* _EXERCISE DESCRIPTION_
Each record below needs to be written out exactly as it reads.

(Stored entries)
%%
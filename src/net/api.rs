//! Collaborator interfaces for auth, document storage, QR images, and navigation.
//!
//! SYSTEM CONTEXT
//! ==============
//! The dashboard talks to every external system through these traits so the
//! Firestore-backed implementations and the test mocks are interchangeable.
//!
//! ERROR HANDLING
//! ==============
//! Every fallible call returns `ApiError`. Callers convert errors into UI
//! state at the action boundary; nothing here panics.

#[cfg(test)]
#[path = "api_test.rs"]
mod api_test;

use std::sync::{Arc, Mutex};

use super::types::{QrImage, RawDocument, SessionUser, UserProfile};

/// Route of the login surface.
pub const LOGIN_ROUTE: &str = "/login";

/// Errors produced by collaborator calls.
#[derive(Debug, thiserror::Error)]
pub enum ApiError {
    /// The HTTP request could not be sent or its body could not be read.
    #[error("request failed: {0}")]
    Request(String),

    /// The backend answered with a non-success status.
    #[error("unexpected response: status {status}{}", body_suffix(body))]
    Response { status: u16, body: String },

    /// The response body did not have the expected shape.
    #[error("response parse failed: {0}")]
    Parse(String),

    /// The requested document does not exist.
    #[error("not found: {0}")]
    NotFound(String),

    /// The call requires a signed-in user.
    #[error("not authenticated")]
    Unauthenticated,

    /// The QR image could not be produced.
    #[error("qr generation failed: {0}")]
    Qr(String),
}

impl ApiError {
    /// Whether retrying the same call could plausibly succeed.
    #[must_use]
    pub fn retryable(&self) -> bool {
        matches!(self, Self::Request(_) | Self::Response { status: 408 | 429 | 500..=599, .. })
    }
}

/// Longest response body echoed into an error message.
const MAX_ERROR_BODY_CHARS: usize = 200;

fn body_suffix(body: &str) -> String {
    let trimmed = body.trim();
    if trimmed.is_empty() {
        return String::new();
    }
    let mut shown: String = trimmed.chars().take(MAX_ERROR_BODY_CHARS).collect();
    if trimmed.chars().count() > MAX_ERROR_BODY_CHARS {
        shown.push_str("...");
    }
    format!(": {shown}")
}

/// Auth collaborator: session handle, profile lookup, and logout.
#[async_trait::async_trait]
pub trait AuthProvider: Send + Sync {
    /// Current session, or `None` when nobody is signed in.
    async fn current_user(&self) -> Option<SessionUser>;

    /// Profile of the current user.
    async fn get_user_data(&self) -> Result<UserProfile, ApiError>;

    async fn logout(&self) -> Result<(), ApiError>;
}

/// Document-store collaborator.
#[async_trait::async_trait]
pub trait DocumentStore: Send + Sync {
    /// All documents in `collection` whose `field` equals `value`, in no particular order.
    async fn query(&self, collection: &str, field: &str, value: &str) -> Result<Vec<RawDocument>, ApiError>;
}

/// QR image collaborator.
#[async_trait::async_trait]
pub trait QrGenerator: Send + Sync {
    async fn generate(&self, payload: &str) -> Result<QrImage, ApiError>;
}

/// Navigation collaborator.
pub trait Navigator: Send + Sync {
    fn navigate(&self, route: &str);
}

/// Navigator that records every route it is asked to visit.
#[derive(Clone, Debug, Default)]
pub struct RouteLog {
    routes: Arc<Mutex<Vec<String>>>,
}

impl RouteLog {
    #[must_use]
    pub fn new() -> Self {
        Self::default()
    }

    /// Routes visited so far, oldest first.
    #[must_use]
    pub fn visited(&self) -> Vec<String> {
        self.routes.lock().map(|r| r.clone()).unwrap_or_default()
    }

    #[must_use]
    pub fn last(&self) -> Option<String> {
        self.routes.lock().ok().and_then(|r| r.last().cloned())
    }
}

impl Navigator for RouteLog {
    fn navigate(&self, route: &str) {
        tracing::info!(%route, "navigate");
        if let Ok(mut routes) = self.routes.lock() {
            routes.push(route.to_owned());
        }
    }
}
%%
* _WRITTEN RESPONSE_
filename src/net/api.rs
//! Collaborator interfaces for auth, document storage, QR images, and navigation.
//!
//! SYSTEM CONTEXT
//! ==============
//! The dashboard talks to every external system through these traits so the
//! Firestore-backed implementations and the test mocks are interchangeable.
//!
//! ERROR HANDLING
//! ==============
//! Every fallible call returns `ApiError`. Callers convert errors into UI
//! state at the action boundary; nothing here panics.

#[cfg(test)]
#[path = "api_test.rs"]
mod api_test;

use std::sync::{Arc, Mutex};

use super::types::{QrImage, RawDocument, SessionUser, UserProfile};

/// Route of the login surface.
pub const LOGIN_ROUTE: &str = "/login";

/// Errors produced by collaborator calls.
#[derive(Debug, thiserror::Error)]
pub enum ApiError {
    /// The HTTP request could not be sent or its body could not be read.
    #[error("request failed: {0}")]
    Request(String),

    /// The backend answered with a non-success status.
    #[error("unexpected response: status {status}{}", body_suffix(body))]
    Response { status: u16, body: String },

    /// The response body did not have the expected shape.
    #[error("response parse failed: {0}")]
    Parse(String),

    /// The requested document does not exist.
    #[error("not found: {0}")]
    NotFound(String),

    /// The call requires a signed-in user.
    #[error("not authenticated")]
    Unauthenticated,

    /// The QR image could not be produced.
    #[error("qr generation failed: {0}")]
    Qr(String),
}

impl ApiError {
    /// Whether retrying the same call could plausibly succeed.
    #[must_use]
    pub fn retryable(&self) -> bool {
        matches!(self, Self::Request(_) | Self::Response { status: 408 | 429 | 500..=599, .. })
    }
}

/// Longest response body echoed into an error message.
const MAX_ERROR_BODY_CHARS: usize = 200;

fn body_suffix(body: &str) -> String {
    let trimmed = body.trim();
    if trimmed.is_empty() {
        return String::new();
    }
    let mut shown: String = trimmed.chars().take(MAX_ERROR_BODY_CHARS).collect();
    if trimmed.chars().count() > MAX_ERROR_BODY_CHARS {
        shown.push_str("...");
    }
    format!(": {shown}")
}

/// Auth collaborator: session handle, profile lookup, and logout.
#[async_trait::async_trait]
pub trait AuthProvider: Send + Sync {
    /// Current session, or `None` when nobody is signed in.
    async fn current_user(&self) -> Option<SessionUser>;

    /// Profile of the current user.
    async fn get_user_data(&self) -> Result<UserProfile, ApiError>;

    async fn logout(&self) -> Result<(), ApiError>;
}

/// Document-store collaborator.
#[async_trait::async_trait]
pub trait DocumentStore: Send + Sync {
    /// All documents in `collection` whose `field` equals `value`, in no particular order.
    async fn query(&self, collection: &str, field: &str, value: &str) -> Result<Vec<RawDocument>, ApiError>;
}

/// QR image collaborator.
#[async_trait::async_trait]
pub trait QrGenerator: Send + Sync {
    async fn generate(&self, payload: &str) -> Result<QrImage, ApiError>;
}

/// Navigation collaborator.
pub trait Navigator: Send + Sync {
    fn navigate(&self, route: &str);
}

/// Navigator that records every route it is asked to visit.
#[derive(Clone, Debug, Default)]
pub struct RouteLog {
    routes: Arc<Mutex<Vec<String>>>,
}

impl RouteLog {
    #[must_use]
    pub fn new() -> Self {
        Self::default()
    }

    /// Routes visited so far, oldest first.
    #[must_use]
    pub fn visited(&self) -> Vec<String> {
        self.routes.lock().map(|r| r.clone()).unwrap_or_default()
    }

    #[must_use]
    pub fn last(&self) -> Option<String> {
        self.routes.lock().ok().and_then(|r| r.last().cloned())
    }
}

impl Navigator for RouteLog {
    fn navigate(&self, route: &str) {
        tracing::info!(%route, "navigate");
        if let Ok(mut routes) = self.routes.lock() {
            routes.push(route.to_owned());
        }
    }
}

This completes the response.